THE TASK: Across the records below, count the lines that contain "repetition" and write down only the count.

Stored items:
::::::::::

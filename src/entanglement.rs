//! Entanglement topologies for two-qubit interaction layers.
//!
//! Pattern semantics follow the TwoLocal conventions documented at
//! <https://docs.quantum.ibm.com/api/qiskit/qiskit.circuit.library.TwoLocal>.

use std::str::FromStr;

use serde::{Deserialize, Serialize};

use crate::error::ModelError;

/// Named scheme for choosing which qubit pairs interact in an entangling
/// layer.
#[derive(Debug, Clone, Copy, PartialEq, Eq, Serialize, Deserialize)]
#[serde(rename_all = "snake_case")]
pub enum Entanglement {
    Full,
    Linear,
    ReverseLinear,
    Pairwise,
    Circular,
    /// Shifted-circular-alternating: the circular pattern rotated by the
    /// repetition index, with pair order swapped on odd repetitions.
    Sca,
}

impl FromStr for Entanglement {
    type Err = ModelError;

    fn from_str(s: &str) -> Result<Self, Self::Err> {
        match s {
            "full" => Ok(Entanglement::Full),
            "linear" => Ok(Entanglement::Linear),
            "reverse_linear" => Ok(Entanglement::ReverseLinear),
            "pairwise" => Ok(Entanglement::Pairwise),
            "circular" => Ok(Entanglement::Circular),
            "sca" => Ok(Entanglement::Sca),
            other => Err(ModelError::InvalidConfiguration(format!(
                "unknown entanglement pattern {}",
                other
            ))),
        }
    }
}

/// Build the ordered qubit-pair sequence for an entanglement topology.
///
/// Every call with identical arguments produces an identical sequence, so
/// circuit construction is reproducible. `rep` is the repetition index of
/// the enclosing feature-map layer and only affects the `Sca` pattern;
/// other topologies ignore it.
///
/// Panics if `num_qubits` is 0.
pub fn entanglement_pattern(
    num_qubits: usize,
    entanglement: Entanglement,
    rep: usize,
) -> Vec<(usize, usize)> {
    assert!(num_qubits >= 1, "entanglement_pattern requires at least one qubit");

    match entanglement {
        Entanglement::Full => {
            let mut pattern = Vec::with_capacity(num_qubits * (num_qubits - 1) / 2);
            for i in 0..num_qubits {
                for j in (i + 1)..num_qubits {
                    pattern.push((i, j));
                }
            }
            pattern
        }

        Entanglement::Linear => (0..num_qubits.saturating_sub(1)).map(|i| (i, i + 1)).collect(),

        Entanglement::ReverseLinear => {
            (1..num_qubits).rev().map(|i| (i, i - 1)).collect()
        }

        Entanglement::Pairwise => {
            let even = (0..num_qubits.saturating_sub(1)).step_by(2).map(|i| (i, i + 1));
            let odd = (1..num_qubits.saturating_sub(1)).step_by(2).map(|i| (i, i + 1));
            even.chain(odd).collect()
        }

        Entanglement::Circular => {
            let mut pattern = Vec::with_capacity(num_qubits);
            pattern.push((num_qubits - 1, 0));
            pattern.extend(entanglement_pattern(num_qubits, Entanglement::Linear, 0));
            pattern
        }

        Entanglement::Sca => {
            // Built by explicit composition: materialize the circular list,
            // then rotate left by rep and swap pair order on odd reps.
            let circ = entanglement_pattern(num_qubits, Entanglement::Circular, 0);
            let shift = rep % num_qubits;
            let mut pattern = Vec::with_capacity(num_qubits);
            for i in 0..num_qubits {
                let (a, b) = circ[(i + num_qubits - shift) % num_qubits];
                if rep % 2 == 1 {
                    pattern.push((b, a));
                } else {
                    pattern.push((a, b));
                }
            }
            pattern
        }
    }
}
/// The QAOA-inspired feature map [4]: alternating mixer and problem layers
/// over `num_features / 2` qubits, two parameters per qubit.
pub fn qaoa_inspired_feature_map(
    num_features: usize,
    reps: usize,
    entanglement: Entanglement,
) -> Result<Circuit, ModelError> {
    if num_features < 2 {
        return Err(ModelError::InvalidConfiguration(
            "qaoa-inspired feature map requires at least two features".to_string(),
        ));
    }

    let num_qubits = num_features / 2;
    let mut circuit = Circuit::new("qaoa_inspired", num_qubits, num_qubits * 2);

    for i in 0..num_qubits {
        circuit.h(i);
    }
    for rep in 0..reps {
        // Mixer Hamiltonian
        for i in 0..num_qubits {
            circuit.rx(ParamExpr::scaled(2.0, ParamExpr::feature(i)), i);
        }
        // Problem Hamiltonian
        for i in 0..num_qubits {
            circuit.rz(
                ParamExpr::scaled(2.0, ParamExpr::feature(num_qubits + i)),
                i,
            );
        }
        let pattern = entanglement_pattern(num_qubits, entanglement, rep);
        for &(i, j) in pattern.iter().filter(|(i, j)| i != j) {
            circuit.rzz(
                ParamExpr::product(ParamExpr::feature(i), ParamExpr::feature(j)),
                i,
                j,
            );
        }
        for &(i, j) in pattern.iter().filter(|(i, j)| i != j) {
            circuit.rzz(
                ParamExpr::product(
                    ParamExpr::feature(num_qubits + i),
                    ParamExpr::feature(num_qubits + j),
                ),
                i,
                j,
            );
        }
    }
    Ok(circuit)
}

/// The random feature map: encodes the input with randomly placed Hadamards,
/// single-qubit rotations, and CNOTs between ring neighbors. The same seed
/// always produces the same circuit; each feature index is consumed exactly
/// `reps` times as a rotation angle.
pub fn random_feature_map(
    num_features: usize,
    reps: usize,
    seed: Option<u64>,
) -> Result<Circuit, ModelError> {
    check_features(num_features)?;
    let mut rng = match seed {
        Some(s) => StdRng::seed_from_u64(s),
        None => StdRng::from_entropy(),
    };

    let mut circuit = Circuit::new("random", num_features, num_features);

    // A shuffled bag with each feature index repeated `reps` times.
    let mut bag: Vec<usize> = (0..reps).flat_map(|_| 0..num_features).collect();
    bag.shuffle(&mut rng);

    for _ in 0..reps {
        for i in 0..num_features {
            if rng.gen::<f64>() < 0.5 {
                circuit.h(i);
            }
        }

        for i in 0..num_features {
            let p = bag.pop().expect("bag sized as reps * num_features");
            let angle = ParamExpr::scaled(2.0, ParamExpr::feature(p));
            match rng.gen_range(0..3) {
                0 => circuit.rx(angle, i),
                1 => circuit.ry(angle, i),
                _ => circuit.rz(angle, i),
            };
        }

        if num_features >= 2 {
            for i in 0..num_features {
                if rng.gen::<f64>() < 0.5 {
                    let (a, b) = (i, (i + 1) % num_features);
                    if rng.gen::<f64>() < 0.5 {
                        circuit.cx(a, b);
                    } else {
                        circuit.cx(b, a);
                    }
                }
            }
        }

        circuit.barrier();
    }
    Ok(circuit)
}

/// The data re-uploading feature map [5]: the full input vector is rotated
/// in three times per repetition (Rx, Ry, Rz), each upload followed by an
/// entangling CX layer.
pub fn data_reuploading_feature_map(
    num_features: usize,
    reps: usize,
    entanglement: Entanglement,
) -> Result<Circuit, ModelError> {
    check_features(num_features)?;
    let mut circuit = Circuit::new("data_reuploading", num_features, num_features);

    for i in 0..num_features {
        circuit.h(i);
    }
    for rep in 0..reps {
        let pattern: Vec<(usize, usize)> =
            entanglement_pattern(num_features, entanglement, rep)
                .into_iter()
                .filter(|(i, j)| i != j)
                .collect();
        for axis in 0..3 {
            for i in 0..num_features {
                let angle = ParamExpr::feature(i);
                match axis {
                    0 => circuit.rx(angle, i),
                    1 => circuit.ry(angle, i),
                    _ => circuit.rz(angle, i),
                };
            }
            for &(i, j) in &pattern {
                circuit.cx(i, j);
            }
            circuit.barrier();
        }
    }
    Ok(circuit)
}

::::::::::

ANSWER BELOW: 3